Se emplearon sustratos como: tela garza o tela pañal pretratada debido a que no presentan porosidad y es muy absorbente; de igual forma se usó papel filtro, seda, jean, lino, nylon, franela y dacron, todos ellos de diferente color. La preparación de sustratos (mancha seca) se llevó acabo; cortando fragmentos de 0.5cm x 0.5cm adicionándole cuarenta microlitros 40ul del fluido a investigar, se pasó a secar en cabina de flujo laminar a temperatura ambiente por un tiempo de tres 3 horas, se almacenó en bolsas de papel, se rotuló y se guardó en una bolsa plástica en nevera a una temperatura de -25ºC +/- 5ºC.

I. Preparación de Extractos

Se colocó el fragmento de la mancha preparada de 0.5cm x0.5 cm dentro de un tubo debidamente rotulado, se adicionó 100ul de solución salina 0.85%, posteriormente se tapó y se pasó a mezclar en el vortex por un tiempo de 30s a velocidad de 1500rpm (revoluciones por minuto). El almacenamiento se llevó a cabo a una temperatura de 5ºC +/- 3ºC en nevera por 24 horas [17].

J. Preparación de Diluciones

En la Tabla 2 se muestran las diluciones de sangre humana en mancha empleadas, desde 1:10 hasta 1:100 partiendo de un extracto de 0.5cm x 0.5 cm con 20ul de solución salina 0.85%.

En la tabla 3 se listan las diluciones en sangre líquida realizada a partir de sangre total anticuagulada con citrato de sodio.

K. Técnica

Para el estudio de las 100 muestras con codificación cruzada se realizó un corrido por cada 10 muestras, teniendo como control positivo sangre humana y como control negativo solución salina; se tomó una lámina portaobjeto y se adicionó 10ul de la muestra o extracto a estudiar, se pasó a secar al horno por un tiempo de 6 +/- 2 minutos a temperatura de 60ºC, y posteriormente se colocó en cámara de extracción y se adicionó 20ul del reactivo de Takayama cubrimiento totalmente la muestra. Seguidamente, se realizó un pequeño contacto de la muestra con un cubreobjeto y se dejó caer lentamente sobre ella, logrando de esta manera su cubrimiento. Posteriormente, se pasó a dejar la muestra en una cámara humedad por un tiempo de 5 a 3 minutos, al cabo del cual se pasó la muestra a estudio en el microscopio para ser observada en objetivo de 10X y luego en 40X obteniendo las lecturas correspondientes.

L. Lectura de Resultados

Positivo: Formación de cristales color naranja, de forma arborescente como las hojas de pino que se entrelazan.
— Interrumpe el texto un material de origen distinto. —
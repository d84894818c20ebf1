//! Entity structure report

use anyhow::{Context, Result};
use crudforge::report::{json_report, TextReport};
use crudforge::scaffold::{Extractor, PatternExtractor};
use std::fs;
use std::path::PathBuf;

/// Print what the extractor recovers from an entity file
pub struct DescribeCommand {
    file: PathBuf,
    json: bool,
}

impl DescribeCommand {
    /// Create a new command instance
    pub const fn new(file: PathBuf, json: bool) -> Self {
        Self { file, json }
    }

    /// Execute the command
    pub fn execute(&self) -> Result<()> {
        let text = fs::read_to_string(&self.file)
            .with_context(|| format!("Failed to read entity file: {}", self.file.display()))?;

        let entity = PatternExtractor
            .extract(&text)
            .with_context(|| format!("Failed to extract entity from {}", self.file.display()))?;

        if self.json {
            println!("{}", json_report(&entity)?);
        } else {
            print!("{}", TextReport(&entity));
        }

        Ok(())
    }
}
Negativo: Ausencia de cristales.

El análisis cualitativo y sus atributos numéricos en sensibilidad, especificidad, valor predictivo positivo, valor predictivo negativo, índice de concordancia e índice de kappa según la matriz de confusión fueron tomados siguiendo el protocolo de análisis de datos estadísticos [18]. También se mantuvieron presentes las normas de bioseguridad y limpieza del material utilizado por el laboratorio de biología forense.

III. RESULTADOS Y DISCUSIÓN

Utilizando la matriz, en la tabla 4 se observan los datos obtenidos en la prueba de Takayama.
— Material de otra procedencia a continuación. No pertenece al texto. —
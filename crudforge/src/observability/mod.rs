//! Observability (logging)
//!
//! The library only emits `tracing` events; binaries decide where they go.
//! Logs are written to stderr so generated output on stdout stays clean.

use tracing_subscriber::{layer::SubscriberExt, util::SubscriberInitExt, EnvFilter};

/// Initialize the logging stack
///
/// `RUST_LOG` takes precedence. Otherwise the level follows the `-v` count:
/// warn, info, debug, trace.
///
/// # Example
///
/// ```rust,no_run
/// use crudforge::observability::{self, ObservabilityConfig};
///
/// observability::init(&ObservabilityConfig::new(1));
/// tracing::info!("scaffolder started");
/// ```
pub fn init(config: &ObservabilityConfig) {
    let env_filter = EnvFilter::try_from_default_env()
        .unwrap_or_else(|_| EnvFilter::new(config.default_directive()));

    let registry = tracing_subscriber::registry().with(env_filter);

    let installed = if config.json {
        registry
            .with(
                tracing_subscriber::fmt::layer()
                    .json()
                    .with_writer(std::io::stderr),
            )
            .try_init()
    } else {
        registry
            .with(
                tracing_subscriber::fmt::layer()
                    .compact()
                    .without_time()
                    .with_writer(std::io::stderr),
            )
            .try_init()
    };

    // a second call (tests, embedding) keeps the first subscriber
    if installed.is_err() {
        tracing::debug!("subscriber already installed, keeping it");
    }
}

/// Observability configuration
#[derive(Debug, Clone, Default)]
pub struct ObservabilityConfig {
    /// Number of `-v` flags given
    pub verbosity: u8,

    /// Emit JSON lines instead of compact text
    pub json: bool,
}

impl ObservabilityConfig {
    /// Create new observability config
    #[must_use]
    pub const fn new(verbosity: u8) -> Self {
        Self {
            verbosity,
            json: false,
        }
    }

    /// Switch to JSON formatting
    #[must_use]
    pub const fn with_json(mut self) -> Self {
        self.json = true;
        self
    }

    fn default_directive(&self) -> &'static str {
        match self.verbosity {
            0 => "warn",
            1 => "info,crudforge=info",
            2 => "info,crudforge=debug",
            _ => "debug,crudforge=trace",
        }
    }
}

#[cfg(test)]
mod tests {
    use super::*;

    #[test]
    fn test_default_config() {
        let config = ObservabilityConfig::default();
        assert_eq!(config.verbosity, 0);
        assert!(!config.json);
        assert_eq!(config.default_directive(), "warn");
    }

    #[test]
    fn test_builder() {
        let config = ObservabilityConfig::new(2).with_json();
        assert!(config.json);
        assert_eq!(config.default_directive(), "info,crudforge=debug");
    }

    #[test]
    fn test_high_verbosity_saturates() {
        assert_eq!(
            ObservabilityConfig::new(9).default_directive(),
            "debug,crudforge=trace"
        );
    }
}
En la Tabla 5, se resume la recolección de los datos obtenidos en el método de Takayama.

El valor de kappa obtenido por los dos analistas fue de 1, lo que muestra una buena concordancia entre analistas y que no se debió al azar; como también los valores operacionales obtenidos fueron iguales para los dos analistas.

La especificidad obtenida por esta técnica, demuestra la capacidad para detectar como positivas aquellas muestras que realmente poseen el evento (o analito) en estudio, como también el grado de selectividad del método, obteniéndose un valor significativo en el análisis forense para la determinación de sangre.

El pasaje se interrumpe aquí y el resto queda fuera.